The utilities’ argument is that they want to reserve the right to deliver energy consumption to their customers in ways of their choosing. For example, some have said they’d prefer to communicate it via email or mobile text messages. Others say they’d be happy to provide a similar energy management system, but would like to control the display design to best meet the needs of their customers.
The consumer groups backing the legislation argue that the devices could significantly cut the amount of energy people are using, and save them a great deal of money on their fuel bills. So far, ERA has shied away from saying that the 5 to 15 percent the displays might trim from customer energy bills could mean an annual loss of up to $5.3 billion in revenue for the utility companies it represents (assuming each of Britain’s 24 million households shaves the predicted average of $214 off their yearly bills).
The British government already passed legislation requiring the installation of smart meters — meters that tap into mobile phone networks to wirelessly transmit data between utilities and consumers — in every home by 2020. Those in support of the home energy monitors argue that revamped meters won’t be enough to change people’s consumption habits. There needs to be a layer of technology interpreting how the data impacts their wallets, they say.

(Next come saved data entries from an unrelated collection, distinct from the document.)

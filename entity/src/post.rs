use sea_orm::entity::prelude::*;
use serde::{Deserialize, Serialize};

/// A blog entry. A freshly created post is an untitled draft without a
/// permalink; `published_at` is set the first time it leaves draft state.
#[derive(Clone, Debug, PartialEq, Eq, DeriveEntityModel, Deserialize, Serialize)]
#[serde(rename_all = "camelCase")]
#[sea_orm(table_name = "posts")]
pub struct Model {
    #[sea_orm(primary_key, auto_increment = false)]
    pub id: String,
    pub title: String,
    pub thumbnail_url: String,
    #[sea_orm(column_type = "Text")]
    pub content: String,
    #[sea_orm(unique)]
    pub permalink: Option<String>,
    pub is_draft: bool,
    pub created_at: DateTimeUtc,
    pub updated_at: DateTimeUtc,
    pub published_at: Option<DateTimeUtc>,
}

#[derive(Copy, Clone, Debug, EnumIter, DeriveRelation)]
pub enum Relation {
    #[sea_orm(has_many = "super::posts_tags::Entity")]
    PostsTags,
}

impl Related<super::posts_tags::Entity> for Entity {
    fn to() -> RelationDef {
        Relation::PostsTags.def()
    }
}

impl Related<super::tag::Entity> for Entity {
    fn to() -> RelationDef {
        super::posts_tags::Relation::Tag.def()
    }

    fn via() -> Option<RelationDef> {
        Some(super::posts_tags::Relation::Post.def().rev())
    }
}

impl ActiveModelBehavior for ActiveModel {}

Perhaps for this reason, the same utilities objecting to the bill have been more than happy to roll out smart meters — after all, it saves them the cost of sending around meter readers, an estimated amount of $505 million a year, according to the London Times.
In the U.S., the backlash against home energy data displays hasn’t been as visible. In fact, many utilities have applied for stimulus funding from the U.S. Department of Energy for the explicit purpose of installing home energy monitors for consumer use in tandem with smart meters. And many startups like Tendril, working to make energy consumption information even more user friendly, have the backing of strong corporate partners like General Electric working to make them a reality.

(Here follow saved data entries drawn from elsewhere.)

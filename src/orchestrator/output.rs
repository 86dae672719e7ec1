//! Bounded ring log of captured child output.

use serde::{Deserialize, Serialize};
use std::collections::VecDeque;
use std::fmt;
use std::sync::{Arc, Mutex};
use tokio::sync::mpsc;

#[derive(Debug, Clone, Copy, PartialEq, Eq, Serialize, Deserialize)]
#[serde(rename_all = "lowercase")]
pub enum StreamSource {
    Stdout,
    Stderr,
    /// Launcher-generated lines, currently stream read-error markers.
    System,
}

impl fmt::Display for StreamSource {
    fn fmt(&self, f: &mut fmt::Formatter<'_>) -> fmt::Result {
        f.write_str(match self {
            StreamSource::Stdout => "stdout",
            StreamSource::Stderr => "stderr",
            StreamSource::System => "system",
        })
    }
}

#[derive(Debug, Clone, PartialEq, Eq, Serialize, Deserialize)]
pub struct OutputLine {
    pub seq: u64,
    pub source: StreamSource,
    pub text: String,
}

struct Ring {
    lines: VecDeque<OutputLine>,
    next_seq: u64,
    taps: Vec<mpsc::UnboundedSender<OutputLine>>,
}

/// Cheap to clone; all clones share one ring.
#[derive(Clone)]
pub struct OutputBuffer {
    ring: Arc<Mutex<Ring>>,
    capacity: usize,
}

impl OutputBuffer {
    pub fn new(capacity: usize) -> Self {
        let capacity = capacity.max(1);
        Self {
            ring: Arc::new(Mutex::new(Ring {
                lines: VecDeque::with_capacity(capacity.min(4096)),
                next_seq: 0,
                taps: Vec::new(),
            })),
            capacity,
        }
    }

    pub fn capacity(&self) -> usize {
        self.capacity
    }

    /// Append one line, evicting the oldest when full.
    pub fn append(&self, source: StreamSource, text: impl Into<String>) {
        let text = text.into();
        let mut ring = self.lock();
        let line = OutputLine {
            seq: ring.next_seq,
            source,
            text,
        };
        ring.next_seq += 1;
        if !ring.taps.is_empty() {
            ring.taps.retain(|tap| tap.send(line.clone()).is_ok());
        }
        if ring.lines.len() >= self.capacity {
            ring.lines.pop_front();
        }
        ring.lines.push_back(line);
    }

    /// Every line appended from now on, in order and regardless of
    /// eviction. Dropping the receiver detaches it.
    pub fn tap(&self) -> mpsc::UnboundedReceiver<OutputLine> {
        let (tx, rx) = mpsc::unbounded_channel();
        self.lock().taps.push(tx);
        rx
    }

    /// Point-in-time copy of the current lines, oldest first.
    pub fn snapshot(&self) -> Vec<OutputLine> {
        self.lock().lines.iter().cloned().collect()
    }

    /// The last `count` lines, oldest first.
    pub fn tail(&self, count: usize) -> Vec<OutputLine> {
        let ring = self.lock();
        let skip = ring.lines.len().saturating_sub(count);
        ring.lines.iter().skip(skip).cloned().collect()
    }

    pub fn len(&self) -> usize {
        self.lock().lines.len()
    }

    /// Drop all lines. Sequence numbers keep counting.
    pub fn clear(&self) {
        self.lock().lines.clear();
    }

    fn lock(&self) -> std::sync::MutexGuard<'_, Ring> {
        self.ring
            .lock()
            .unwrap_or_else(|poisoned| poisoned.into_inner())
    }
}

/// Strip ANSI escape sequences and stray control characters from a line.
pub fn sanitize(raw: &str) -> String {
    let mut out = String::with_capacity(raw.len());
    let mut chars = raw.chars().peekable();
    while let Some(c) = chars.next() {
        match c {
            '\u{1b}' => match chars.peek() {
                // CSI: ESC [ params final-byte
                Some('[') => {
                    chars.next();
                    for c in chars.by_ref() {
                        if ('@'..='~').contains(&c) {
                            break;
                        }
                    }
                }
                // OSC: ESC ] ... BEL or ESC \
                Some(']') => {
                    chars.next();
                    while let Some(c) = chars.next() {
                        if c == '\u{7}' {
                            break;
                        }
                        if c == '\u{1b}' && chars.peek() == Some(&'\\') {
                            chars.next();
                            break;
                        }
                    }
                }
                _ => {
                    chars.next();
                }
            },
            '\t' => out.push_str("    "),
            c if c.is_control() => {}
            c => out.push(c),
        }
    }
    out
}

#[cfg(test)]
mod tests {
    use super::*;

    #[test]
    fn overflow_keeps_most_recent_in_order() {
        let buf = OutputBuffer::new(500);
        for i in 1..=1000 {
            buf.append(StreamSource::Stdout, format!("line {i}"));
        }
        let snap = buf.snapshot();
        assert_eq!(snap.len(), 500);
        let expected: Vec<String> = (501..=1000).map(|i| format!("line {i}")).collect();
        let got: Vec<String> = snap.into_iter().map(|l| l.text).collect();
        assert_eq!(got, expected);
    }

    #[test]
    fn under_capacity_keeps_everything() {
        let buf = OutputBuffer::new(10);
        buf.append(StreamSource::Stdout, "a");
        buf.append(StreamSource::Stderr, "b");
        let snap = buf.snapshot();
        assert_eq!(snap.len(), 2);
        assert_eq!(snap[1].source, StreamSource::Stderr);
        assert_eq!(snap[0].seq + 1, snap[1].seq);
    }

    #[test]
    fn snapshot_is_a_copy() {
        let buf = OutputBuffer::new(4);
        buf.append(StreamSource::Stdout, "first");
        let snap = buf.snapshot();
        buf.append(StreamSource::Stdout, "second");
        assert_eq!(snap.len(), 1);
        assert_eq!(buf.len(), 2);
    }

    #[test]
    fn clear_keeps_sequence_monotonic() {
        let buf = OutputBuffer::new(4);
        buf.append(StreamSource::Stdout, "x");
        buf.clear();
        assert_eq!(buf.len(), 0);
        buf.append(StreamSource::Stdout, "y");
        assert_eq!(buf.snapshot()[0].seq, 1);
    }

    #[test]
    fn zero_capacity_is_clamped() {
        let buf = OutputBuffer::new(0);
        assert_eq!(buf.capacity(), 1);
        buf.append(StreamSource::Stdout, "a");
        buf.append(StreamSource::Stdout, "b");
        assert_eq!(buf.snapshot()[0].text, "b");
    }

    #[test]
    fn tail_returns_newest() {
        let buf = OutputBuffer::new(8);
        for i in 0..5 {
            buf.append(StreamSource::Stdout, i.to_string());
        }
        let tail: Vec<_> = buf.tail(2).into_iter().map(|l| l.text).collect();
        assert_eq!(tail, ["3", "4"]);
        assert_eq!(buf.tail(20).len(), 5);
    }

    #[test]
    fn tap_sees_lines_the_ring_evicted() {
        let buf = OutputBuffer::new(3);
        buf.append(StreamSource::Stdout, "before");
        let mut rx = buf.tap();
        for i in 0..10 {
            buf.append(StreamSource::Stdout, i.to_string());
        }
        assert_eq!(buf.len(), 3);

        let mut got = Vec::new();
        while let Ok(line) = rx.try_recv() {
            got.push(line);
        }
        let texts: Vec<_> = got.iter().map(|l| l.text.as_str()).collect();
        assert_eq!(texts, ["0", "1", "2", "3", "4", "5", "6", "7", "8", "9"]);
        assert!(got.windows(2).all(|w| w[0].seq + 1 == w[1].seq));
    }

    #[test]
    fn dropped_tap_is_detached() {
        let buf = OutputBuffer::new(3);
        drop(buf.tap());
        buf.append(StreamSource::Stdout, "a");
        assert!(buf.lock().taps.is_empty());
    }

    #[test]
    fn concurrent_writer_and_reader() {
        let buf = OutputBuffer::new(100);
        let writer = {
            let buf = buf.clone();
            std::thread::spawn(move || {
                for i in 0..10_000u32 {
                    buf.append(StreamSource::Stdout, i.to_string());
                }
            })
        };
        for _ in 0..200 {
            let snap = buf.snapshot();
            assert!(snap.len() <= 100);
            assert!(snap.windows(2).all(|w| w[0].seq + 1 == w[1].seq));
        }
        writer.join().unwrap();
        assert_eq!(buf.snapshot().last().unwrap().text, "9999");
    }

    #[test]
    fn sanitize_strips_escapes() {
        assert_eq!(sanitize("\u{1b}[1;32mOK\u{1b}[0m done"), "OK done");
        assert_eq!(sanitize("\u{1b}]0;title\u{7}text"), "text");
        assert_eq!(sanitize("a\tb\r"), "a    b");
    }
}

Perhaps the government incentive structure is more favorable to the idea here than it is in Britain, convincing utilities that it is in their financial and public image interest to make the change. This points to a larger shift in utility strategy — namely, the decoupling of profit from the amount of energy their customers actually use. In this model, rates are keyed up and down to hit revenue targets, freeing companies to be compensated based on the quality of service — a metric that could include energy efficiency efforts, outage prevention, and renewable energy options.